• *Clinical competence;
  • education, medical/*standards;
  • educational measurement/*standards;
  • interviews/methods

Purpose  Although expert clinicians approach interviewing in a different manner than novices, OSCE measures have not traditionally been designed to take into account levels of expertise. Creating better OSCE measures requires an understanding of how the interviewing style of experts differs objectively from novices.

Methods  Fourteen clinical clerks, 14 family practice residents and 14 family physicians were videotaped during 2 15-minute standardized patient interviews. Videotapes were reviewed and every utterance coded by type including questions, empathic comments, giving information, summary statements and articulated transitions. Utterances were plotted over time and examined for characteristic patterns related to level of expertise.

Results  The mean number of utterances exceeded one every 10 s for all groups. The largest proportion was questions, ranging from 76% of utterances for clerks to 67% for experts. One third of total utterances consisted of a group of ‘low frequency’ types, including empathic comments, information giving and summary statements.

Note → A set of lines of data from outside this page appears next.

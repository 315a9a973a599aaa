//! Capstone-based x86-64 instruction decoder.

use capstone::arch::x86::{ArchMode, X86OperandType};
use capstone::arch::ArchOperand;
use capstone::prelude::*;
use capstone::Capstone;

/// Errors raised while constructing a decoder.
///
/// Per-instruction decode failures are not errors: `decode` returns `None`
/// and the caller decides whether to skip a byte or end a block.
#[derive(Debug, thiserror::Error)]
pub enum DecoderError {
    #[error("capstone error: {0}")]
    Capstone(#[from] capstone::Error),
}

/// Mnemonic classification used by the recovery passes.
///
/// Only the control-flow family and the prologue mnemonics are told apart;
/// everything else is `Other`. The conditional jumps are an explicit set
/// rather than a range test over decoder-internal ids.
#[derive(Debug, Clone, Copy, PartialEq, Eq)]
pub enum MnemonicKind {
    Jmp,
    CondJump,
    Call,
    Ret,
    Push,
    Pop,
    Mov,
    Sub,
    Other,
}

const COND_JUMPS: &[&str] = &[
    "ja", "jae", "jb", "jbe", "jcxz", "jecxz", "jrcxz", "je", "jg", "jge",
    "jl", "jle", "jne", "jno", "jnp", "jns", "jo", "jp", "js",
];

impl MnemonicKind {
    pub fn classify(mnemonic: &str) -> Self {
        match mnemonic {
            "jmp" | "ljmp" => MnemonicKind::Jmp,
            "call" | "lcall" => MnemonicKind::Call,
            "ret" | "retf" => MnemonicKind::Ret,
            "push" => MnemonicKind::Push,
            "pop" => MnemonicKind::Pop,
            "mov" => MnemonicKind::Mov,
            "sub" => MnemonicKind::Sub,
            m if COND_JUMPS.contains(&m) => MnemonicKind::CondJump,
            _ => MnemonicKind::Other,
        }
    }

    /// Instructions that terminate a basic block.
    pub fn is_control_flow(self) -> bool {
        matches!(
            self,
            MnemonicKind::Jmp | MnemonicKind::CondJump | MnemonicKind::Call | MnemonicKind::Ret
        )
    }
}

/// One visible operand of a decoded instruction.
#[derive(Debug, Clone, PartialEq, Eq)]
pub enum Operand {
    /// Register operand, by Capstone name (`"rbp"`, `"eax"`, ...).
    Register(String),
    /// Immediate, absolute. Capstone resolves PC-relative branch encodings
    /// against `address + length` before we see them.
    Immediate(u64),
    /// Memory operand. `target` is the absolute effective address for
    /// RIP-relative displacements, `None` for anything register-based.
    Memory { target: Option<u64> },
}

/// One decoded instruction.
#[derive(Debug, Clone, PartialEq, Eq)]
pub struct Decoded {
    pub address: u64,
    pub length: usize,
    pub kind: MnemonicKind,
    pub operands: Vec<Operand>,
    /// Canonical text form, e.g. `"mov rbp, rsp"` or `"jne 0x1428"`.
    pub text: String,
}

impl Decoded {
    /// End address of this instruction (exclusive).
    pub fn end_address(&self) -> u64 {
        self.address + self.length as u64
    }

    /// Direct branch target, if the first operand is an immediate.
    ///
    /// Register- and memory-indirect branches yield `None`; the caller
    /// drops the successor and moves on.
    pub fn branch_target(&self) -> Option<u64> {
        match self.operands.first() {
            Some(Operand::Immediate(target)) => Some(*target),
            _ => None,
        }
    }

    pub fn first_register(&self) -> Option<&str> {
        match self.operands.first() {
            Some(Operand::Register(name)) => Some(name.as_str()),
            _ => None,
        }
    }
}

/// A single-instruction x86-64 decoder.
///
/// Wraps one Capstone handle built in detail mode. The handle is stateless
/// between `decode` calls from the caller's perspective.
pub struct InsnDecoder {
    cs: Capstone,
}

impl InsnDecoder {
    pub fn new() -> Result<Self, DecoderError> {
        let cs = Capstone::new()
            .x86()
            .mode(ArchMode::Mode64)
            .detail(true)
            .build()?;
        Ok(InsnDecoder { cs })
    }

    /// Decode the instruction at the start of `data`, reporting addresses
    /// relative to `address`. Returns `None` on any decode failure.
    pub fn decode(&self, data: &[u8], address: u64) -> Option<Decoded> {
        if data.is_empty() {
            return None;
        }

        // One instruction never spans more than 15 bytes on x86-64.
        let window = &data[..data.len().min(16)];
        let insns = self.cs.disasm_count(window, address, 1).ok()?;
        let insn = insns.iter().next()?;

        let mnemonic = insn.mnemonic()?;
        let op_str = insn.op_str().unwrap_or("");
        let kind = MnemonicKind::classify(mnemonic);
        let length = insn.bytes().len();

        let text = if op_str.is_empty() {
            mnemonic.to_string()
        } else {
            format!("{mnemonic} {op_str}")
        };

        let detail = self.cs.insn_detail(insn).ok()?;
        let operands = self.convert_operands(&detail, address, length);

        Some(Decoded { address, length, kind, operands, text })
    }

    fn convert_operands(
        &self,
        detail: &capstone::InsnDetail,
        address: u64,
        length: usize,
    ) -> Vec<Operand> {
        let mut operands = Vec::new();
        for op in detail.arch_detail().operands() {
            let ArchOperand::X86Operand(op) = op else { continue };
            match op.op_type {
                X86OperandType::Reg(reg) => {
                    let name = self.cs.reg_name(reg).unwrap_or_default();
                    operands.push(Operand::Register(name));
                }
                X86OperandType::Imm(value) => {
                    operands.push(Operand::Immediate(value as u64));
                }
                X86OperandType::Mem(mem) => {
                    let base_is_rip = self
                        .cs
                        .reg_name(mem.base())
                        .is_some_and(|name| name == "rip");
                    let target = if base_is_rip {
                        Some((address + length as u64).wrapping_add(mem.disp() as u64))
                    } else {
                        None
                    };
                    operands.push(Operand::Memory { target });
                }
                _ => {}
            }
        }
        operands
    }
}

The topic was changed often by all groups. While utterance type over time appeared to show characteristic patterns reflective of expertise, the differences were not robust. Only the pattern of use of summary statements was statistically different between groups (P < 0·05).

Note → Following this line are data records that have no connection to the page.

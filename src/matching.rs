//! Cross-image function matching.
//!
//! Candidate pairs are generated only inside shared fingerprint buckets,
//! which keeps the pairwise scoring tractable on real binaries. The flip
//! side is accepted: a function whose block or instruction count changed at
//! all can never match its counterpart.

use std::cmp::Ordering;

use log::{debug, info};
use rayon::prelude::*;
use rustc_hash::{FxHashMap, FxHashSet};

use crate::similarity::SimilarityAnalyzer;
use crate::{Fingerprint, FunctionInfo, FunctionMatch};

/// Acceptance floor for a candidate pair's similarity score.
const SIMILARITY_FLOOR: f64 = 0.7;

pub struct MatchingEngine {
    similarity_floor: f64,
}

impl Default for MatchingEngine {
    fn default() -> Self {
        Self::new()
    }
}

impl MatchingEngine {
    pub fn new() -> Self {
        MatchingEngine { similarity_floor: SIMILARITY_FLOOR }
    }

    pub fn with_floor(similarity_floor: f64) -> Self {
        MatchingEngine { similarity_floor }
    }

    /// Pair functions one-to-one across the two images.
    ///
    /// The returned matches carry the similarity score and diff details on
    /// the primary copy. Selection is greedy over candidates sorted by
    /// score descending, ties broken by (primary index, secondary index)
    /// ascending, so the result is deterministic.
    pub fn match_functions(
        &self,
        primary: &[FunctionInfo],
        secondary: &[FunctionInfo],
    ) -> Vec<FunctionMatch> {
        let primary_buckets = bucket_by_fingerprint(primary);
        let secondary_buckets = bucket_by_fingerprint(secondary);

        // Enumerate pairs inside shared buckets only.
        let mut pairs: Vec<(usize, usize)> = Vec::new();
        for (fingerprint, p_bucket) in &primary_buckets {
            let Some(s_bucket) = secondary_buckets.get(fingerprint) else { continue };
            debug!(
                "bucket ({} blocks, {} instructions): {} primary x {} secondary",
                fingerprint.block_count,
                fingerprint.instruction_count,
                p_bucket.len(),
                s_bucket.len()
            );
            for &p in p_bucket {
                for &s in s_bucket {
                    pairs.push((p, s));
                }
            }
        }

        // Buckets are independent, so pair scoring parallelizes freely; the
        // sort below restores a deterministic order.
        let mut candidates: Vec<(f64, usize, usize, Vec<String>)> = pairs
            .par_iter()
            .filter_map(|&(p, s)| {
                let (score, details) =
                    SimilarityAnalyzer::calculate_function_similarity(&primary[p], &secondary[s]);
                (score > self.similarity_floor).then(|| (score, p, s, details))
            })
            .collect();

        candidates.sort_by(|a, b| {
            b.0.partial_cmp(&a.0)
                .unwrap_or(Ordering::Equal)
                .then_with(|| a.1.cmp(&b.1))
                .then_with(|| a.2.cmp(&b.2))
        });

        // Greedy one-to-one sweep.
        let mut matches = Vec::new();
        let mut used_primary = FxHashSet::default();
        let mut used_secondary = FxHashSet::default();

        for (score, p, s, details) in candidates {
            if used_primary.contains(&p) || used_secondary.contains(&s) {
                continue;
            }

            let mut annotated = primary[p].clone();
            annotated.similarity_score = score;
            annotated.diff_details = details;

            matches.push(FunctionMatch { primary: annotated, secondary: secondary[s].clone() });
            used_primary.insert(p);
            used_secondary.insert(s);
        }

        info!(
            "matching complete: {} matches from {} primary and {} secondary functions",
            matches.len(),
            primary.len(),
            secondary.len()
        );

        matches
    }
}

fn bucket_by_fingerprint(functions: &[FunctionInfo]) -> FxHashMap<Fingerprint, Vec<usize>> {
    let mut buckets: FxHashMap<Fingerprint, Vec<usize>> = FxHashMap::default();
    for (index, function) in functions.iter().enumerate() {
        buckets.entry(function.fingerprint).or_default().push(index);
    }
    buckets
}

Conclusions  Measures that are sensitive to the nature of expertise, including the sequence and organisation of questions, should be used to supplement OSCE checklists that simply count questions. Specifically, information giving, empathic comments and summary statements that occupy a third of expert interviews should be credited. However, while there appear to be patterns of utterances that characterise levels of expertise, in this study these patterns were subtle and not amenable to counting and classification.